Das österreichische Geldhaus Erste Group sieht den Höhepunkt der wegen der Corona-Krise notwendigen Risikovorsorgen im zweiten Quartal erreicht.

Für das Gesamtjahr seien Vorsorgen für drohende Kreditausfälle zwischen 1,1 und 1,3 Milliarden Euro zu erwarten, sagte Risikochefin Alexandra Habeler-Drabek am Freitag bei der Präsentation der Quartalsergebnisse.

Für 2021 wagte die Managerin keine Aussage. Ziel sei es, „möglichst viel vorzuziehen für zukünftige Ausfälle“. Im ersten Halbjahr hatte das stark in Osteuropa tätige Institut Vorsorgen in Höhe von 675 Millionen Euro gebildet, wovon der Großteil im zweiten Quartal anfiel.

Trotz der Corona-Krise, die im laufenden Jahr einen Rückgang beim Nettogewinn bringen werde, hält Österreichs größte Bank an ihren Plänen für eine Dividendenzahlung fest.

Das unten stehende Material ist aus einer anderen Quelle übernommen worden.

//! User service: credential resolution, profiles and user administration.

use crate::services::caller::Caller;
use chrono::Utc;
use sea_orm::Set;
use serde::Serialize;
use stackit_common::{AppError, AppResult, PageRequest, Paged};
use stackit_db::{
    entities::user::{self, UserRole},
    repositories::{
        AnswerRepository, QuestionRepository, ReportRepository, TagRepository, UserRepository,
    },
};
use tracing::info;

/// A user with activity counts.
#[derive(Debug, Clone)]
pub struct UserProfile {
    pub user: user::Model,
    pub question_count: u64,
    pub answer_count: u64,
}

/// Site-wide totals for the admin dashboard.
#[derive(Debug, Clone, Copy, PartialEq, Eq, Serialize)]
#[serde(rename_all = "camelCase")]
pub struct SiteStats {
    pub total_users: u64,
    pub total_questions: u64,
    pub total_answers: u64,
    pub total_tags: u64,
    pub pending_reports: u64,
}

/// User service for business logic.
#[derive(Clone)]
pub struct UserService {
    user_repo: UserRepository,
    question_repo: QuestionRepository,
    answer_repo: AnswerRepository,
    tag_repo: TagRepository,
    report_repo: ReportRepository,
}

impl UserService {
    /// Create a new user service.
    #[must_use]
    pub const fn new(
        user_repo: UserRepository,
        question_repo: QuestionRepository,
        answer_repo: AnswerRepository,
        tag_repo: TagRepository,
        report_repo: ReportRepository,
    ) -> Self {
        Self {
            user_repo,
            question_repo,
            answer_repo,
            tag_repo,
            report_repo,
        }
    }

    /// Resolve a bearer credential to its user.
    pub async fn authenticate_by_token(&self, token: &str) -> AppResult<user::Model> {
        let user = self
            .user_repo
            .find_by_token(token)
            .await?
            .ok_or(AppError::Unauthorized)?;

        if user.is_banned {
            return Err(AppError::Forbidden("account banned".to_string()));
        }

        Ok(user)
    }

    /// A user with their question and answer counts.
    pub async fn profile(&self, user_id: &str) -> AppResult<UserProfile> {
        let user = self.user_repo.get_by_id(user_id).await?;
        let question_count = self.question_repo.count_by_user(user_id).await?;
        let answer_count = self.answer_repo.count_by_user(user_id).await?;

        Ok(UserProfile {
            user,
            question_count,
            answer_count,
        })
    }

    /// Site-wide totals.
    pub async fn stats(&self, caller: &Caller) -> AppResult<SiteStats> {
        require_admin(caller)?;

        Ok(SiteStats {
            total_users: self.user_repo.count().await?,
            total_questions: self.question_repo.count().await?,
            total_answers: self.answer_repo.count().await?,
            total_tags: self.tag_repo.count().await?,
            pending_reports: self.report_repo.count_pending().await?,
        })
    }

    /// List users newest first, optionally filtered by username or email.
    pub async fn list_users(
        &self,
        caller: &Caller,
        page: PageRequest,
        search: Option<&str>,
    ) -> AppResult<Paged<user::Model>> {
        require_admin(caller)?;

        let (users, total) = self.user_repo.search(search, page).await?;
        Ok(Paged::new(users, page, total))
    }

    /// Change a user's role. Admins cannot demote themselves.
    pub async fn update_role(
        &self,
        caller: &Caller,
        user_id: &str,
        role: UserRole,
    ) -> AppResult<user::Model> {
        require_admin(caller)?;

        if caller.id == user_id && role != UserRole::Admin {
            return Err(AppError::BadRequest(
                "You cannot remove your own admin role".to_string(),
            ));
        }

        let target = self.user_repo.get_by_id(user_id).await?;
        let mut active: user::ActiveModel = target.into();
        active.role = Set(role);
        active.updated_at = Set(Some(Utc::now().into()));
        let updated = self.user_repo.update(active).await?;

        info!(user_id = %user_id, role = ?role, changed_by = %caller.id, "User role updated");
        Ok(updated)
    }

    /// Delete a user and everything they own. Admins cannot delete themselves.
    pub async fn delete_user(&self, caller: &Caller, user_id: &str) -> AppResult<()> {
        require_admin(caller)?;

        if caller.id == user_id {
            return Err(AppError::BadRequest(
                "You cannot delete your own account".to_string(),
            ));
        }

        self.user_repo.get_by_id(user_id).await?;
        self.user_repo.delete(user_id).await?;

        info!(user_id = %user_id, deleted_by = %caller.id, "User deleted");
        Ok(())
    }

    /// Ban a user. Admins cannot be banned.
    pub async fn ban(&self, caller: &Caller, user_id: &str) -> AppResult<user::Model> {
        require_admin(caller)?;

        let target = self.user_repo.get_by_id(user_id).await?;
        if target.is_admin() {
            return Err(AppError::Forbidden("Cannot ban another admin".to_string()));
        }

        self.set_banned(target, true).await
    }

    /// Lift a ban.
    pub async fn unban(&self, caller: &Caller, user_id: &str) -> AppResult<user::Model> {
        require_admin(caller)?;

        let target = self.user_repo.get_by_id(user_id).await?;
        self.set_banned(target, false).await
    }

    async fn set_banned(&self, target: user::Model, banned: bool) -> AppResult<user::Model> {
        let mut active: user::ActiveModel = target.into();
        active.is_banned = Set(banned);
        active.updated_at = Set(Some(Utc::now().into()));
        let updated = self.user_repo.update(active).await?;

        info!(user_id = %updated.id, banned, "User ban state changed");
        Ok(updated)
    }
}

fn require_admin(caller: &Caller) -> AppResult<()> {
    if caller.is_admin() {
        Ok(())
    } else {
        Err(AppError::Forbidden("Admins only".to_string()))
    }
}
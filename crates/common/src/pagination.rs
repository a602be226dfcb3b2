//! Page-number pagination helpers.

#![allow(missing_docs)]

use serde::Serialize;

/// A one-based page request after clamping.
#[derive(Debug, Clone, Copy, PartialEq, Eq)]
pub struct PageRequest {
    /// One-based page number.
    pub page: u64,
    /// Page size.
    pub limit: u64,
}

impl PageRequest {
    /// Clamp raw caller input: page to at least 1, limit to `1..=max_limit`.
    #[must_use]
    pub fn new(page: Option<u64>, limit: Option<u64>, default_limit: u64, max_limit: u64) -> Self {
        let page = page.unwrap_or(1).max(1);
        let limit = limit.unwrap_or(default_limit).clamp(1, max_limit.max(1));
        Self { page, limit }
    }

    /// Rows to skip before this page.
    #[must_use]
    pub const fn offset(&self) -> u64 {
        (self.page - 1) * self.limit
    }
}

/// Pagination metadata returned alongside a page of results.
#[derive(Debug, Clone, PartialEq, Eq, Serialize)]
#[serde(rename_all = "camelCase")]
pub struct PageInfo {
    pub page: u64,
    pub limit: u64,
    /// Total matching rows across all pages.
    pub total: u64,
    /// Number of pages at this limit.
    pub pages: u64,
    pub has_next: bool,
    pub has_prev: bool,
}

impl PageInfo {
    /// Build metadata for `request` given the total row count.
    #[must_use]
    pub const fn new(request: PageRequest, total: u64) -> Self {
        let pages = total.div_ceil(request.limit);
        Self {
            page: request.page,
            limit: request.limit,
            total,
            pages,
            has_next: request.page < pages,
            has_prev: request.page > 1,
        }
    }
}

/// A page of items with its metadata.
#[derive(Debug, Clone)]
pub struct Paged<T> {
    /// Items on this page.
    pub items: Vec<T>,
    /// Position of this page in the full result.
    pub info: PageInfo,
}

impl<T> Paged<T> {
    #[must_use]
    pub const fn new(items: Vec<T>, request: PageRequest, total: u64) -> Self {
        Self {
            items,
            info: PageInfo::new(request, total),
        }
    }

    /// Convert each item, keeping the metadata.
    pub fn map<U>(self, f: impl FnMut(T) -> U) -> Paged<U> {
        Paged {
            items: self.items.into_iter().map(f).collect(),
            info: self.info,
        }
    }
}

Die Ausschüttung für 2019 und 2020 werde - bei grünem Licht der Aufsicht - jedoch erst kumuliert im Jahr 2021 erfolgen, sagte Finanzchef Stefan Dörfler. Die Höhe sei derzeit noch offen. Von der ursprünglich für 2019 geplanten Dividende von 1,50 Euro je Aktie werde man aber voraussichtlich abrücken.